Às vezes é bom visitar antigos sítios.
Tudo se trata do momento certo.
Eu realmente não quero continuar residindo no “misterioso país das lágrimas”.
Mas sair dele não depende só da vontade.
Eu preciso enxergar algo a minha frente.
Viver sem nada nas mãos, sem nada por colher, sem nada esperar ...
Seria o ideal, mas é vazio demais pra que eu possa suportar.
Não sei viver sem paixão, não mesmo.
E não concebo que alguém consiga respirar sem ela, muito embora por vezes ela nos tire o ar e ...

Quando eu era criança desejava saber como era viver num apartamento.
Desejava subir na parte mais alta da igreja em frente a minha casa.
Desejava fazer um passeio sozinha pela rua.
Uma vez escapei de meu pai no Museu do Ipiranga em pleno desfile de 7 de setembro.
Dei uma bela volta sozinha e livre pelo jardim do museu. Quando retornei meu pai estava pálido, morrendo de medo de eu ter me perdido. Acho que foi minha primeira grande aventura.
Eu deseja ter um irmão.
Desejava que não tivesse mais enchentes.
Desejava estudar à tarde pra não ter que acordar tão cedo.
Desejava

Acho que meus desejos (outros, não estes da infância) estão perto demais de se tornarem realidade ou outros são improváveis demais de se realizarem algum dia. Talvez por isso eu me sinta tão inerte, tão sem perspectivas e ilusões. Se bem que as ilusões nunca foram muito boas comigo, mas é triste admitir que sem elas é pior e que são elas que fazem a gente ter coragem de agir e sair do lugar. Assim como a Utopia ...
O que se faz quando não se espera mais nada? Quando não se acredita em mais nada? Quando não se acredita em surpresas nem em milagres? Quando se está cético para tudo e todos?
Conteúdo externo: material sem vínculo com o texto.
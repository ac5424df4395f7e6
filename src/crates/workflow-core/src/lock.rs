//! Per-thread execution leases
//!
//! At most one execution may drive a thread at a time. A [`Lease`] is held
//! for the whole execution loop and carries an expiry, so a crashed holder
//! cannot block a thread forever: once the TTL passes, the next `acquire`
//! takes the lease over.

use crate::error::{Result, WorkflowError};
use async_trait::async_trait;
use std::collections::HashMap;
use std::sync::Arc;
use std::time::Duration;
use tokio::sync::Mutex;
use tokio::time::{sleep, Instant};
use tracing::{debug, warn};
use uuid::Uuid;

/// Poll interval while waiting for a held lease
const WAIT_POLL_INTERVAL: Duration = Duration::from_millis(50);

/// Proof of exclusive access to a key until `expires_at`
#[derive(Debug, Clone, PartialEq, Eq)]
pub struct Lease {
    pub key: String,
    pub token: String,
    pub expires_at: Instant,
}

impl Lease {
    pub fn is_expired(&self) -> bool {
        Instant::now() >= self.expires_at
    }

    pub fn remaining(&self) -> Duration {
        self.expires_at.saturating_duration_since(Instant::now())
    }
}

/// Distributed lock capability
#[async_trait]
pub trait LockService: Send + Sync {
    /// Take the lease or fail immediately with `LockContention`
    async fn acquire(&self, key: &str, ttl: Duration) -> Result<Lease>;

    /// Give the lease back. Returns `false` when the lease had already been
    /// lost (expired and taken over, or never held).
    async fn release(&self, lease: &Lease) -> bool;

    /// Keep retrying `acquire` until `wait` has elapsed
    async fn acquire_within(&self, key: &str, ttl: Duration, wait: Duration) -> Result<Lease> {
        let deadline = Instant::now() + wait;
        loop {
            match self.acquire(key, ttl).await {
                Err(WorkflowError::LockContention { .. }) if Instant::now() < deadline => {
                    sleep(WAIT_POLL_INTERVAL).await;
                }
                other => return other,
            }
        }
    }
}

#[derive(Debug)]
struct Holder {
    token: String,
    expires_at: Instant,
}

/// Process-local lock service
#[derive(Debug, Clone, Default)]
pub struct InMemoryLockService {
    holders: Arc<Mutex<HashMap<String, Holder>>>,
}

impl InMemoryLockService {
    pub fn new() -> Self {
        Self::default()
    }

    /// Whether a live lease exists for `key`
    pub async fn is_locked(&self, key: &str) -> bool {
        self.holders
            .lock()
            .await
            .get(key)
            .map(|h| h.expires_at > Instant::now())
            .unwrap_or(false)
    }
}

#[async_trait]
impl LockService for InMemoryLockService {
    async fn acquire(&self, key: &str, ttl: Duration) -> Result<Lease> {
        let mut holders = self.holders.lock().await;
        let now = Instant::now();

        if let Some(holder) = holders.get(key) {
            if holder.expires_at > now {
                return Err(WorkflowError::LockContention {
                    thread_id: key.to_string(),
                });
            }
            warn!(key = %key, "Taking over expired lease");
        }

        let lease = Lease {
            key: key.to_string(),
            token: Uuid::new_v4().to_string(),
            expires_at: now + ttl,
        };
        holders.insert(
            key.to_string(),
            Holder {
                token: lease.token.clone(),
                expires_at: lease.expires_at,
            },
        );

        debug!(key = %key, ttl_ms = ttl.as_millis() as u64, "Lease acquired");
        Ok(lease)
    }

    async fn release(&self, lease: &Lease) -> bool {
        let mut holders = self.holders.lock().await;
        match holders.get(&lease.key) {
            Some(holder) if holder.token == lease.token => {
                holders.remove(&lease.key);
                debug!(key = %lease.key, "Lease released");
                true
            }
            _ => {
                warn!(key = %lease.key, "Lease was lost before release");
                false
            }
        }
    }
}
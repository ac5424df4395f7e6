//! Error taxonomy for graph execution
//!
//! [`WorkflowError`] is the root of every failure the engine can report.
//! Nodes raise [`StageError`]s (collaborator failures inside one pipeline
//! stage) or [`ValidationError`]s (a copy-with-update broke an invariant).
//! The engine wraps unexpected node failures into a [`GraphExecutionError`]
//! that records which node failed and which checkpoint is the last good one.
//!
//! Propagation rules:
//!
//! - `Validation` and `InvalidTransition` indicate logic defects; they are
//!   returned unchanged and never retried.
//! - Everything a node raises is recorded into an error checkpoint; recovery
//!   is an explicit operator re-run from an earlier checkpoint.

use std::fmt;
use thiserror::Error;
use workflow_checkpoint::CheckpointError;

/// Result type for engine operations
pub type Result<T> = std::result::Result<T, WorkflowError>;

/// A state update or node output violated a schema invariant
#[derive(Error, Debug, Clone, PartialEq, Eq)]
#[error("Invalid state: {field}: {reason}")]
pub struct ValidationError {
    pub field: String,
    pub reason: String,
}

impl ValidationError {
    pub fn new(field: impl Into<String>, reason: impl Into<String>) -> Self {
        Self {
            field: field.into(),
            reason: reason.into(),
        }
    }
}

/// Pipeline stage that raised a [`StageError`]
#[derive(Debug, Clone, Copy, PartialEq, Eq, Hash)]
pub enum StageKind {
    Generation,
    Posting,
    Monitoring,
    Ranking,
    Prescreening,
    Scheduling,
}

impl fmt::Display for StageKind {
    fn fmt(&self, f: &mut fmt::Formatter<'_>) -> fmt::Result {
        let s = match self {
            Self::Generation => "Description generation",
            Self::Posting => "Job posting",
            Self::Monitoring => "Application monitoring",
            Self::Ranking => "Candidate ranking",
            Self::Prescreening => "Prescreening",
            Self::Scheduling => "Interview scheduling",
        };
        f.write_str(s)
    }
}

/// A collaborator call inside a stage failed
#[derive(Error, Debug, Clone, PartialEq, Eq)]
#[error("{kind} failed: {message}")]
pub struct StageError {
    pub kind: StageKind,
    pub message: String,
}

impl StageError {
    pub fn new(kind: StageKind, message: impl Into<String>) -> Self {
        Self {
            kind,
            message: message.into(),
        }
    }

    pub fn generation(message: impl Into<String>) -> Self {
        Self::new(StageKind::Generation, message)
    }

    pub fn posting(message: impl Into<String>) -> Self {
        Self::new(StageKind::Posting, message)
    }

    pub fn monitoring(message: impl Into<String>) -> Self {
        Self::new(StageKind::Monitoring, message)
    }

    pub fn ranking(message: impl Into<String>) -> Self {
        Self::new(StageKind::Ranking, message)
    }

    pub fn prescreening(message: impl Into<String>) -> Self {
        Self::new(StageKind::Prescreening, message)
    }

    pub fn scheduling(message: impl Into<String>) -> Self {
        Self::new(StageKind::Scheduling, message)
    }
}

/// A node failed and the engine halted the thread
#[derive(Error, Debug)]
#[error("Node '{node}' failed after checkpoint {last_checkpoint}: {source}")]
pub struct GraphExecutionError {
    /// Node that was executing
    pub node: String,
    /// Last checkpoint written before the failure
    pub last_checkpoint: u64,
    /// Error checkpoint recording the halt
    pub error_checkpoint: Option<u64>,
    pub source: Box<WorkflowError>,
}

/// Root error type
#[derive(Error, Debug)]
pub enum WorkflowError {
    #[error(transparent)]
    Execution(#[from] GraphExecutionError),

    /// Router produced a key missing from the node's route map
    #[error("Invalid transition from '{node}': route '{route_key}' is not one of [{}]", allowed.join(", "))]
    InvalidTransition {
        node: String,
        route_key: String,
        allowed: Vec<String>,
    },

    #[error(transparent)]
    Validation(#[from] ValidationError),

    #[error(transparent)]
    Stage(#[from] StageError),

    /// A feature-flagged-off capability was invoked
    #[error("Capability '{capability}' is not available for node '{node}'")]
    UnsupportedCapability { capability: String, node: String },

    #[error("Checkpoint error: {0}")]
    Checkpoint(#[from] CheckpointError),

    #[error("Thread '{thread_id}' is locked by another execution")]
    LockContention { thread_id: String },

    #[error("Lease on thread '{thread_id}' expired before the checkpoint was written")]
    LockExpired { thread_id: String },

    #[error("Node '{node}' timed out after {timeout_ms}ms")]
    Timeout { node: String, timeout_ms: u64 },

    #[error("Thread not found: {0}")]
    NotFound(String),

    #[error("Thread '{0}' was abandoned")]
    Abandoned(String),

    #[error("Thread '{thread_id}' already finished at '{node}'")]
    Terminal { thread_id: String, node: String },

    #[error("Thread '{thread_id}' is at '{node}', which does not accept updates")]
    NotResumable { thread_id: String, node: String },

    #[error("Unknown node: {0}")]
    UnknownNode(String),

    #[error("Step limit of {0} reached without hitting an interrupt")]
    StepLimit(usize),

    #[error("Graph error: {0}")]
    Graph(String),

    #[error("Serialization error: {0}")]
    Serialization(#[from] serde_json::Error),
}

impl WorkflowError {
    /// Logic defects must reach operators unchanged
    pub fn is_defect(&self) -> bool {
        matches!(self, Self::Validation(_) | Self::InvalidTransition { .. })
    }

    /// Whether re-running the same request could succeed
    pub fn is_retryable(&self) -> bool {
        match self {
            Self::Execution(e) => e.source.is_retryable(),
            Self::Stage(_) | Self::Timeout { .. } | Self::LockContention { .. } | Self::LockExpired { .. } => {
                true
            }
            Self::Checkpoint(e) => matches!(e, CheckpointError::Write { .. } | CheckpointError::Read(_)),
            _ => false,
        }
    }

    /// Stable machine-readable code
    pub fn code(&self) -> &'static str {
        match self {
            Self::Execution(_) => "EXECUTION_FAILED",
            Self::InvalidTransition { .. } => "INVALID_TRANSITION",
            Self::Validation(_) => "VALIDATION_ERROR",
            Self::Stage(_) => "STAGE_FAILED",
            Self::UnsupportedCapability { .. } => "UNSUPPORTED_CAPABILITY",
            Self::Checkpoint(CheckpointError::NotFound { .. }) => "CHECKPOINT_NOT_FOUND",
            Self::Checkpoint(_) => "CHECKPOINT_ERROR",
            Self::LockContention { .. } => "LOCK_CONTENTION",
            Self::LockExpired { .. } => "LOCK_EXPIRED",
            Self::Timeout { .. } => "TIMEOUT",
            Self::NotFound(_) => "NOT_FOUND",
            Self::Abandoned(_) => "ABANDONED",
            Self::Terminal { .. } => "TERMINAL",
            Self::NotResumable { .. } => "NOT_RESUMABLE",
            Self::UnknownNode(_) => "UNKNOWN_NODE",
            Self::StepLimit(_) => "STEP_LIMIT",
            Self::Graph(_) => "GRAPH_ERROR",
            Self::Serialization(_) => "SERIALIZATION_ERROR",
        }
    }
}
Quando não se crê mais no amor e nas amizades?
Será esse o mal de uma geração?
Será esse um mal particular?
Como voltar a crer e esperar depois de tantas coisas destruídas?
Existem realidades das quais tomamos conta que nos transformam para sempre.
É impossível fingir não saber de nada, apagar da mente e continuar.
Há dores que nos destroem a ponto de não nos permitir mais amar.

Falta-me fé em mim mesma.
Faltam-me desejos.
Ou falta-me a coragem de torná-los realidade.

Quando se é criança podemos de tudo sonhar, tudo está tão longe de deixar de ser sonho.

terça-feira, julho 17, 2007

Ao Anjo da Lucidez

Pobres das pedras que não choram, não sangram, nem tremem de amor.

Eu não sou pedra, nem quero tornar-me uma!!!


Conserva-me a lucidez desse instante! Caralho*, eu sou feliz!


“Faça bom proveito do seu coração de lata.
Como o sol minh'alma continua intacta”
[Zeca Baleiro]

... .. . ... .. . ... .. . ... .. . ... .. . ... .. . ... .. . ... .. . ... .. . ... .. . ... .. .


*descobri q o word é deveras puritano ...

quarta-feira, julho 11, 2007

Carta de um breve adeus a uma breve (?) paixão.

Despeço-me aos poucos de meus sentimentos por você
Não entendo o porquê de gostar tanto de sentir isso ainda...
Aquela terrível sensação de estar perdendo algo fundamental,
de estar deixando algo que me fará eterna falta.
Fico sempre a me perguntar se sentirei tudo isso novamente.
Tenho medo, independente de qual for a resposta que o tempo venha me dar.
“Foi a última vez”, eu digo toda vez...
Foi nada demais “então pra quê chorar?
Quem está no fogo está pra se queimar, então pra quê chorar”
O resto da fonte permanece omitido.